Factor I deficiency means a person has problems with a protein called
fibrinogen, which is needed to help the body form a stable clot.
Factor I deficiency includes afibrinogenemia, hypofibrinogenemia,
dysfibrinogenemia and hypodysfibrinogenemia and occurs in 1 in every 1
million people.
Afibrinogenemia means a person has no factor 1 (fibrinogen) in their
blood, so their body can’t form a stable clot. It is inherited from
both parents and can occur in both men and women.
Dysfibrinogenemia means that a person has normal levels of factor 1
(fibrinogen), but it doesn’t work as it should. It occurs equally in
men and women and is usually inherited from one parent but can also
develop as a person gets older.
A person with hypofibrinogenemia has lower levels of factor 1 (fibrinogen) in their blood, so their body can’t form a stable clot. It affects both men and women and is usually inherited from both parents but can also develop later in life.
With Factor II deficiency, a person lacks enough Factor II in their blood to form a stable clot. It is one of the rarest inherited bleeding disorders. Studies have shown a higher incidence of Factor II deficiency among the latino population.

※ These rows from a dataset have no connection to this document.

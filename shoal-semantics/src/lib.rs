// This file is part of shoal, an interactive POSIX-style shell.
// Copyright (C) 2026 the shoal developers
//
// This program is free software: you can redistribute it and/or modify
// it under the terms of the GNU General Public License as published by
// the Free Software Foundation, either version 3 of the License, or
// (at your option) any later version.
//
// This program is distributed in the hope that it will be useful,
// but WITHOUT ANY WARRANTY; without even the implied warranty of
// MERCHANTABILITY or FITNESS FOR A PARTICULAR PURPOSE.  See the
// GNU General Public License for more details.
//
// You should have received a copy of the GNU General Public License
// along with this program.  If not, see <https://www.gnu.org/licenses/>.

//! Shell language semantics
//!
//! This crate implements the meaning of the syntax defined in
//! `shoal-syntax` against the environment defined in `shoal-env`: the
//! [word expansion](expansion) phases, [command execution](command),
//! [command search](command_search), [redirections](redir),
//! [subshells](subshell) and substitutions, the
//! [job-control runtime](job), [traps](trap), and the
//! [read-eval loop](runner).

pub mod command;
pub mod command_search;
pub mod expansion;
pub mod handle;
pub mod job;
pub mod proc_subst;
pub mod redir;
pub mod runner;
pub mod subshell;
pub mod trap;
pub mod xtrace;

pub use command::Execute;
pub use handle::Handle;
pub use runner::{read_eval_loop, run_source};
#[doc(no_inline)]
pub use shoal_env::semantics::{Divert, ExitStatus, Field, Result};

#[cfg(test)]
pub(crate) mod tests {
    use shoal_env::system::{
        Errno, ForkResult, Mode, OFlag, Result, SignalHandling, System, WaitPidFlag, WaitStatus,
    };
    use shoal_env::system::Pid;
    use shoal_env::Env;
    use shoal_syntax::syntax::Fd;
    use std::convert::Infallible;
    use std::ffi::{CStr, CString};
    use std::path::PathBuf;

    /// System stub for tests that never reach the kernel.
    ///
    /// Pure expansion and search logic is testable against it; anything
    /// that would fork or wait returns `ENOSYS`.
    #[derive(Debug)]
    pub struct NullSystem;

    impl System for NullSystem {
        fn fork(&mut self) -> Result<ForkResult> {
            Err(Errno::ENOSYS)
        }
        fn execve(&mut self, _: &CStr, _: &[CString], _: &[CString]) -> Result<Infallible> {
            Err(Errno::ENOSYS)
        }
        fn exit_process(&mut self, status: i32) -> ! {
            panic!("exit_process({status})")
        }
        fn pipe(&mut self) -> Result<(Fd, Fd)> {
            Err(Errno::ENOSYS)
        }
        fn dup2(&mut self, _: Fd, to: Fd) -> Result<Fd> {
            Ok(to)
        }
        fn dup_cloexec_above(&mut self, fd: Fd, _: Fd) -> Result<Fd> {
            Ok(fd)
        }
        fn clear_cloexec(&mut self, _: Fd) -> Result<()> {
            Ok(())
        }
        fn close(&mut self, _: Fd) -> Result<()> {
            Ok(())
        }
        fn open(&mut self, _: &CStr, _: OFlag, _: Mode) -> Result<Fd> {
            Err(Errno::ENOSYS)
        }
        fn read(&mut self, _: Fd, _: &mut [u8]) -> Result<usize> {
            Ok(0)
        }
        fn write(&mut self, _: Fd, buffer: &[u8]) -> Result<usize> {
            Ok(buffer.len())
        }
        fn isatty(&self, _: Fd) -> bool {
            false
        }
        fn getpid(&self) -> Pid {
            Pid::from_raw(9999)
        }
        fn getpgrp(&self) -> Pid {
            Pid::from_raw(9999)
        }
        fn setpgid(&mut self, _: Pid, _: Pid) -> Result<()> {
            Ok(())
        }
        fn tcgetpgrp(&self, _: Fd) -> Result<Pid> {
            Ok(Pid::from_raw(9999))
        }
        fn tcsetpgrp(&mut self, _: Fd, _: Pid) -> Result<()> {
            Ok(())
        }
        fn kill(&mut self, _: Pid, _: Option<shoal_env::signal::Signal>) -> Result<()> {
            Ok(())
        }
        fn killpg(&mut self, _: Pid, _: Option<shoal_env::signal::Signal>) -> Result<()> {
            Ok(())
        }
        fn waitpid(&mut self, _: Pid, _: WaitPidFlag) -> Result<WaitStatus> {
            Ok(WaitStatus::StillAlive)
        }
        fn sigaction(
            &mut self,
            _: shoal_env::signal::Signal,
            _: SignalHandling,
        ) -> Result<SignalHandling> {
            Ok(SignalHandling::Default)
        }
        fn chdir(&mut self, _: &CStr) -> Result<()> {
            Ok(())
        }
        fn getcwd(&self) -> Result<PathBuf> {
            Ok(PathBuf::from("/"))
        }
        fn umask(&mut self, _: Mode) -> Mode {
            Mode::empty()
        }
        fn is_executable_file(&self, _: &CStr) -> bool {
            false
        }
        fn is_directory(&self, _: &CStr) -> bool {
            false
        }
        fn file_exists(&self, _: &CStr) -> bool {
            false
        }
        fn is_regular_file(&self, _: &CStr) -> bool {
            false
        }
        fn is_readable(&self, _: &CStr) -> bool {
            false
        }
        fn is_writable(&self, _: &CStr) -> bool {
            false
        }
        fn file_size(&self, _: &CStr) -> Option<u64> {
            None
        }
        fn home_directory(&self, _: &str) -> Option<PathBuf> {
            None
        }
    }

    /// Creates an environment over the [`NullSystem`].
    pub fn dummy_env() -> Env {
        Env::with_system(Box::new(NullSystem))
    }
}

People with factor V deficiency have low levels of factor V in the blood so their bodies cannot form a stable clot to stop a bleed. It occurs in 1 in every 1 million people, is inherited from both parents and affects both men and women.

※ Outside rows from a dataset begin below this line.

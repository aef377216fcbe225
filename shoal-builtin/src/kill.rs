// This file is part of shoal, an interactive POSIX-style shell.
// Copyright (C) 2026 the shoal developers
//
// This program is free software: you can redistribute it and/or modify
// it under the terms of the GNU General Public License as published by
// the Free Software Foundation, either version 3 of the License, or
// (at your option) any later version.
//
// This program is distributed in the hope that it will be useful,
// but WITHOUT ANY WARRANTY; without even the implied warranty of
// MERCHANTABILITY or FITNESS FOR A PARTICULAR PURPOSE.  See the
// GNU General Public License for more details.
//
// You should have received a copy of the GNU General Public License
// along with this program.  If not, see <https://www.gnu.org/licenses/>.

//! The `kill` built-in

use crate::common::{builtin_error, builtin_failure, output};
use itertools::Itertools;
use shoal_env::builtin::Result;
use shoal_env::job::{id, Pid};
use shoal_env::semantics::{ExitStatus, Field};
use shoal_env::signal::{self, Signal};
use shoal_env::Env;
use shoal_env::system::System;

pub fn main(env: &mut Env, args: Vec<Field>) -> Result {
    let mut signal = Signal::SIGTERM;
    let mut operands = &args[..];

    match operands.first().map(|f| f.value.as_str()) {
        Some("-l") => {
            let listing = signal::iterator()
                .map(|sig| format!("{}) {}\n", sig as i32, signal::short_name(sig)))
                .format("")
                .to_string();
            return output(env, &listing);
        }
        Some("-s") => {
            let Some(name) = operands.get(1) else {
                return builtin_error(env, "kill", format_args!("missing signal name"));
            };
            match signal::parse_signal(&name.value) {
                Ok(sig) => signal = sig,
                Err(error) => return builtin_error(env, "kill", format_args!("{error}")),
            }
            operands = &operands[2..];
        }
        Some(first) if first.starts_with('-') && first.len() > 1 => {
            match signal::parse_signal(&first[1..]) {
                Ok(sig) => {
                    signal = sig;
                    operands = &operands[1..];
                }
                Err(error) => return builtin_error(env, "kill", format_args!("{error}")),
            }
        }
        _ => {}
    }

    if operands.is_empty() {
        return builtin_error(env, "kill", format_args!("missing target operand"));
    }

    let mut status = ExitStatus::SUCCESS;
    for operand in operands {
        let result = if operand.value.starts_with('%') {
            match id::parse(&operand.value) {
                Ok(job_id) => match job_id.find(&env.jobs) {
                    Ok(index) => {
                        let job = env.jobs.get(index).unwrap();
                        let pgid = job.pgid;
                        if job.job_controlled {
                            env.system.killpg(pgid, Some(signal))
                        } else {
                            env.system.kill(pgid, Some(signal))
                        }
                    }
                    Err(_) => {
                        let failure = builtin_failure(
                            env,
                            "kill",
                            format_args!("{}: no such job", operand.value),
                        );
                        status = failure.exit_status;
                        continue;
                    }
                },
                Err(_) => {
                    status = ExitStatus::FAILURE;
                    continue;
                }
            }
        } else {
            match operand.value.parse::<i32>() {
                Ok(pid) => env.system.kill(Pid::from_raw(pid), Some(signal)),
                Err(_) => {
                    let failure = builtin_failure(
                        env,
                        "kill",
                        format_args!("{}: not a valid process ID", operand.value),
                    );
                    status = failure.exit_status;
                    continue;
                }
            }
        };
        if let Err(errno) = result {
            let failure =
                builtin_failure(env, "kill", format_args!("{}: {errno}", operand.value));
            status = failure.exit_status;
        }
    }
    Result::new(status)
}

People with factor VII deficiency have low levels of factor VII in their blood. It’s one of the most common rare bleeding disorders, occurring in 1 in 300,000 to 500,000 people. Factor VII deficiency is inherited from both parents and occurs equally in men and women.
Factor VIII deficiency (haemophilia A) means a person has low levels of factor VIII in their blood. It affects mostly males who inherit it from their mothers, but in about 1/3 of people with haemophilia A, there is no family history and it is caused by a gene mutation. Haemophilia A occurs in 1 in 5,000 live male births.
People with factor IX deficiency (haemophilia B) have low levels of factor IX in the blood. Haemophilia B is inherited and affects mostly males. It occurs in 1 in 30,000 live male births.
Factor X deficiency means a person has low levels of factor X in their blood. It occurs in 1 in every 500,000 to 1 million people. It is inherited from both parents but can also develop later in life.
People with factor XI deficiency have low levels of factor XI in their blood. Factor XI deficiency occurs in 1 in 1,000,000 people, is inherited from either parent and occurs in both men and women.
Factor XIII deficiency means a person has low levels of factor XIII in their blood. It occurs in only 1 in every 5 million people. It can occur in both men and women and is usually inherited from both parents but can also develop later in life.
In Glanzmann’s thrombasthenia (GT), glycoprotein – a protein that helps platelets stick together to form a plug and stop bleeding – is defective or not present at all. GT is inherited from both parents and can occur in both men and women.
Platelets require granules to form a plug and stop bleeding. In platelet storage pool deficiency, the granules don’t work properly, and platelets cannot form a plug to stop bleeding. This disorder is usually inherited from one or both parents and occurs in both men and women.
Sickle cell disease (SCD) is a rare genetic disorder characterised by a change in the shape of the red blood cells from a smooth doughnut-shaped cell into a half-moon or ‘sickle’ shape. Approximately 17 million people live with the disease, while approximately 300,000 children are born with it every year.
A person with Von Willebrand disease (VWD) either doesn’t have the normal level of an important protein or the protein doesn’t work as it should—so their body can’t form a stable clot. 1 in every 100 people have some form of the disease. It’s inherited from one or both parents and affects men and women equally.